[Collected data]

%%

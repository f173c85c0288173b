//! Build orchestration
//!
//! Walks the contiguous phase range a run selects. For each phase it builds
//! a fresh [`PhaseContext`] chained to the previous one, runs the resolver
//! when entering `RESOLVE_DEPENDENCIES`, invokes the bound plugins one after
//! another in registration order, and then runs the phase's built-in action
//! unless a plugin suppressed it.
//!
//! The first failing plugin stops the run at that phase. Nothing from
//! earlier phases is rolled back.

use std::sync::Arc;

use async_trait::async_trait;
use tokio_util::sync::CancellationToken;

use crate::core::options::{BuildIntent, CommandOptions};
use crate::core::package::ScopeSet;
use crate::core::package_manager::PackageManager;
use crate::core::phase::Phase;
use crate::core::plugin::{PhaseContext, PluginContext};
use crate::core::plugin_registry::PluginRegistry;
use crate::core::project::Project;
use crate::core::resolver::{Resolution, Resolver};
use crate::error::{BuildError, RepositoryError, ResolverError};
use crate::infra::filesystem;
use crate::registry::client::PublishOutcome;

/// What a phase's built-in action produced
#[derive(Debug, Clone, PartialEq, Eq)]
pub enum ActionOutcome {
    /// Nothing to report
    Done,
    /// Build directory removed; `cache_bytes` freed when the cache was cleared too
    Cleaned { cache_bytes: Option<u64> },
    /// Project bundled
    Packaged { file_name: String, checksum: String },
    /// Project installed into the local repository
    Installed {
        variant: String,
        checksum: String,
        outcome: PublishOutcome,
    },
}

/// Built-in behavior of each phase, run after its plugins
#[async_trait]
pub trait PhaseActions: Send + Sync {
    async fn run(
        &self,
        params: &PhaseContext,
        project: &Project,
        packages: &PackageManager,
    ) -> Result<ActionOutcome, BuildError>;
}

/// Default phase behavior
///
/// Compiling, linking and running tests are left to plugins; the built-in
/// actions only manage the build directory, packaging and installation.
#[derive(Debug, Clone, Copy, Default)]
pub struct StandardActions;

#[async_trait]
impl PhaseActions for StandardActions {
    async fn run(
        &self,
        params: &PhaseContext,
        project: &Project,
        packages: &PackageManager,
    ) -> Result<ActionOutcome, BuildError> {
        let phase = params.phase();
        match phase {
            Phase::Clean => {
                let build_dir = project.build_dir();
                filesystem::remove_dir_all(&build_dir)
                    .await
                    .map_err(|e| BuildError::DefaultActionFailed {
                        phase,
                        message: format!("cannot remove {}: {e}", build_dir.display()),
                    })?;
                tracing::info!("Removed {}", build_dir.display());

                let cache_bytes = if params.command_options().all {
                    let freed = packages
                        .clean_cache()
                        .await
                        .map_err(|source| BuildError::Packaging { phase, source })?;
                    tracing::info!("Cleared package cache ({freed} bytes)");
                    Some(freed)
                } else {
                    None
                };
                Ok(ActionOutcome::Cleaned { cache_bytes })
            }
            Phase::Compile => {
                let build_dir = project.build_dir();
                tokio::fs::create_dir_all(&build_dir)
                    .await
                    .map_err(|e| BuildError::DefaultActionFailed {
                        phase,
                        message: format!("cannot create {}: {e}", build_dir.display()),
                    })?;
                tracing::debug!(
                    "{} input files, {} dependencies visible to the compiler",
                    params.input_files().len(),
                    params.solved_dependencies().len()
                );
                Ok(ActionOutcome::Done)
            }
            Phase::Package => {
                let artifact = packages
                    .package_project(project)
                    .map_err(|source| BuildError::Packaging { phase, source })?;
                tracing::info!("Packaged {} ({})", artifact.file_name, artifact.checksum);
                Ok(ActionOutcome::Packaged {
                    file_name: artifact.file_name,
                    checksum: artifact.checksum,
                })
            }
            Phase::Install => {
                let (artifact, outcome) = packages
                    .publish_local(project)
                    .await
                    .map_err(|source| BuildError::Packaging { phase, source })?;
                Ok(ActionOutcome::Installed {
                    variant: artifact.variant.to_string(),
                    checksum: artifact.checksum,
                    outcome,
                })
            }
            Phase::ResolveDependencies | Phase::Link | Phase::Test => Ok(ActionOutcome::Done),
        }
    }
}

%%
%%

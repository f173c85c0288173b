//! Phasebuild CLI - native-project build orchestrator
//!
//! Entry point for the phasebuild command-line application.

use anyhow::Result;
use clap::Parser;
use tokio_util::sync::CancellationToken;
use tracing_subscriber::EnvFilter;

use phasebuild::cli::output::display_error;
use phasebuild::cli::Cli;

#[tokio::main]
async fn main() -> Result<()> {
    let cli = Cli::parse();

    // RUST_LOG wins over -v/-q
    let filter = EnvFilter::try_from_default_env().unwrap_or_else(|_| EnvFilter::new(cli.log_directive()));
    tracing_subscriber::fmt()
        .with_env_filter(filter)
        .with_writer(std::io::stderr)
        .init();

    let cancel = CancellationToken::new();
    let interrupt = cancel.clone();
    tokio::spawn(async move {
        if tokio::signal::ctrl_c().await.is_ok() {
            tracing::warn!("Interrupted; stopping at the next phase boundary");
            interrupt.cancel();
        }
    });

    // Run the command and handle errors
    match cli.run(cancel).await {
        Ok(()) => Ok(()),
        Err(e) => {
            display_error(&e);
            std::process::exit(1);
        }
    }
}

%%
%%

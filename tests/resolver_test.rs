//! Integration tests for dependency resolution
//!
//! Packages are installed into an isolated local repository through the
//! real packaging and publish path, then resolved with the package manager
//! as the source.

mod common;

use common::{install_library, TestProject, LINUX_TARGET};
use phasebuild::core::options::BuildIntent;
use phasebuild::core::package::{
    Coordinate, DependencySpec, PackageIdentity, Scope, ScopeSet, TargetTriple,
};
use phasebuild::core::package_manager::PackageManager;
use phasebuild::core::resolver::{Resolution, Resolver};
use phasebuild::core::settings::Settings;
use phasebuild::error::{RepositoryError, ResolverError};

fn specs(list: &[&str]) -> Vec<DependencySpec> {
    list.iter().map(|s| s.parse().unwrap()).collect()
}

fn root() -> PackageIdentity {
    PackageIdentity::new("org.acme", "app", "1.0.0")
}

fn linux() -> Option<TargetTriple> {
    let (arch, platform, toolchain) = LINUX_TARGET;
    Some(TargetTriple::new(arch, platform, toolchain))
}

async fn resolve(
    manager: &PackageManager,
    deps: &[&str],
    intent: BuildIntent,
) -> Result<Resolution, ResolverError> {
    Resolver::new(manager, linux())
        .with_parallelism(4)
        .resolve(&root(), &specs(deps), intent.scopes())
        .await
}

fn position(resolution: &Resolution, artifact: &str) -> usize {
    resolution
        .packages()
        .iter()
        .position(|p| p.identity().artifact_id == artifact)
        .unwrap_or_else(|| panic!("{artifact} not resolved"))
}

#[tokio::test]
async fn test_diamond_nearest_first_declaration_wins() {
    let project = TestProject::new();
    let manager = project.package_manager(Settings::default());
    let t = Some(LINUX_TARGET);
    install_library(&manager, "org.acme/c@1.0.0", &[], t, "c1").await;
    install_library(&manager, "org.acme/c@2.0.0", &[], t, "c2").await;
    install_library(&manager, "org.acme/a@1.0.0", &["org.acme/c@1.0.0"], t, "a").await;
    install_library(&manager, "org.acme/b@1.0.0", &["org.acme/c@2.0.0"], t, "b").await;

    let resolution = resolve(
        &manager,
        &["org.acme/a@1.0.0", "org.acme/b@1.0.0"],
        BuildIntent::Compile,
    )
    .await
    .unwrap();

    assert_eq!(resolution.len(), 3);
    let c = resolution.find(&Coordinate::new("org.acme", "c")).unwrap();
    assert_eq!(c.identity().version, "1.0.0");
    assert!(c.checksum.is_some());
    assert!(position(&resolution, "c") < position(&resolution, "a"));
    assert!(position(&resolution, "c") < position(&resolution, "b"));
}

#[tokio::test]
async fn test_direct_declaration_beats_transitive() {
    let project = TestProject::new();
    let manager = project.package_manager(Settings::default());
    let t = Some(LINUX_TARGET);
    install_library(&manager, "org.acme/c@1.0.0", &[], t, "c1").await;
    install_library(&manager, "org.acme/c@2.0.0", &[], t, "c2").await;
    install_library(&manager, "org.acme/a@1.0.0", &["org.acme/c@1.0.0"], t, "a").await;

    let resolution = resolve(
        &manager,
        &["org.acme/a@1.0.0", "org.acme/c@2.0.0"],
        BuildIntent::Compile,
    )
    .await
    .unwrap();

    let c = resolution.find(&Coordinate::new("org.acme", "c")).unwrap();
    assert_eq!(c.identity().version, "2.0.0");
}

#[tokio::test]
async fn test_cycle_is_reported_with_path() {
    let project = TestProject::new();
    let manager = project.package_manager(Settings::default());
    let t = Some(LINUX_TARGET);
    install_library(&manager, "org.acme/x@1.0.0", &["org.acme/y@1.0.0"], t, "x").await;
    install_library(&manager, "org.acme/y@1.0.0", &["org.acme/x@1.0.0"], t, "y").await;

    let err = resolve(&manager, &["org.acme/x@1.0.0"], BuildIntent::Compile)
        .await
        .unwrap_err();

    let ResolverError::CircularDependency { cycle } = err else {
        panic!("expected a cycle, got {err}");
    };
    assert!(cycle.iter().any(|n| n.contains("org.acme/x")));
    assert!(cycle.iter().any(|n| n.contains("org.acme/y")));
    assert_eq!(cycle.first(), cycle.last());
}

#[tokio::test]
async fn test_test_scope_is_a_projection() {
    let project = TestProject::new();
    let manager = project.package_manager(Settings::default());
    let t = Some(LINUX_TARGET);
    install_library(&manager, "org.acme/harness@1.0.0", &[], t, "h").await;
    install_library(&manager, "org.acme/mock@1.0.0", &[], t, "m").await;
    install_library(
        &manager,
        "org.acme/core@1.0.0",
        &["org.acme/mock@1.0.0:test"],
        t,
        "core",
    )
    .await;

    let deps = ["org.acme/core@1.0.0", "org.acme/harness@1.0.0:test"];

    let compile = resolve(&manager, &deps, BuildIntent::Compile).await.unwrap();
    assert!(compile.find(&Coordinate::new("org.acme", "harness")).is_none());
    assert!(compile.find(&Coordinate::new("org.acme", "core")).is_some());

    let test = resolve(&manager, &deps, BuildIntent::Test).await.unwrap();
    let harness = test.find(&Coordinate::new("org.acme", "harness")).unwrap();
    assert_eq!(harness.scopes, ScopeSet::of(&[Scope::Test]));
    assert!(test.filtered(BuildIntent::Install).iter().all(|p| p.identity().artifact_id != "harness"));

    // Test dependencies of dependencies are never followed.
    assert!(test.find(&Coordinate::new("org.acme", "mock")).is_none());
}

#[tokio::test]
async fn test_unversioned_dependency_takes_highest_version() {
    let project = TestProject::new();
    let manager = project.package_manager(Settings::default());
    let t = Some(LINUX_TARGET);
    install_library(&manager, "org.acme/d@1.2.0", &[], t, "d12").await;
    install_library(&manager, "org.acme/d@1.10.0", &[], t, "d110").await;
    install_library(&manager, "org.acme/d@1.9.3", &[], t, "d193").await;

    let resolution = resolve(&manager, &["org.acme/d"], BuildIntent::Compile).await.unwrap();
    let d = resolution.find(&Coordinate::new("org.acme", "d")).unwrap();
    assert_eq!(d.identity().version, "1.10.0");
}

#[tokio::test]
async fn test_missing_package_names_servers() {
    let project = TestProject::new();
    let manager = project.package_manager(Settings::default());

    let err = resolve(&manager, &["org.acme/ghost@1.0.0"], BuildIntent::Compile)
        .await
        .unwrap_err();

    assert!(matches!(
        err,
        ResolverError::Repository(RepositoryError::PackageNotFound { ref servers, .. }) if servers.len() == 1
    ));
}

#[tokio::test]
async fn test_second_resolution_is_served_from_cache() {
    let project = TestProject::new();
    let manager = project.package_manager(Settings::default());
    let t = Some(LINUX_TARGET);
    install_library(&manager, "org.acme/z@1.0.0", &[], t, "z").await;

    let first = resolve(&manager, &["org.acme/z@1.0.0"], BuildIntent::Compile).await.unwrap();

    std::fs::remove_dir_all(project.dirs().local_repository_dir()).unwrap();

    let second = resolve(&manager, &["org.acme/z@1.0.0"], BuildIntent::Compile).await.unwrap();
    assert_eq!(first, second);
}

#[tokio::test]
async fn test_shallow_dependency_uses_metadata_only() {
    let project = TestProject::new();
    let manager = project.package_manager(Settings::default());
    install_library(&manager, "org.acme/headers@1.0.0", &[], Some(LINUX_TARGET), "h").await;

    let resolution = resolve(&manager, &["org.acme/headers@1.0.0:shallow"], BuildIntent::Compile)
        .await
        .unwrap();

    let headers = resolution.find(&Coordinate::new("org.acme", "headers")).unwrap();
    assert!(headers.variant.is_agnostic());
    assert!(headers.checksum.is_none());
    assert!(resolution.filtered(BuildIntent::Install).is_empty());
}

%%

■ **Problem to solve**
Your answer should hold every line of the entries that contains the string "filtered".

■ **Response to this exercise**
    assert!(test.filtered(BuildIntent::Install).iter().all(|p| p.identity().artifact_id != "harness"));
    assert!(resolution.filtered(BuildIntent::Install).is_empty());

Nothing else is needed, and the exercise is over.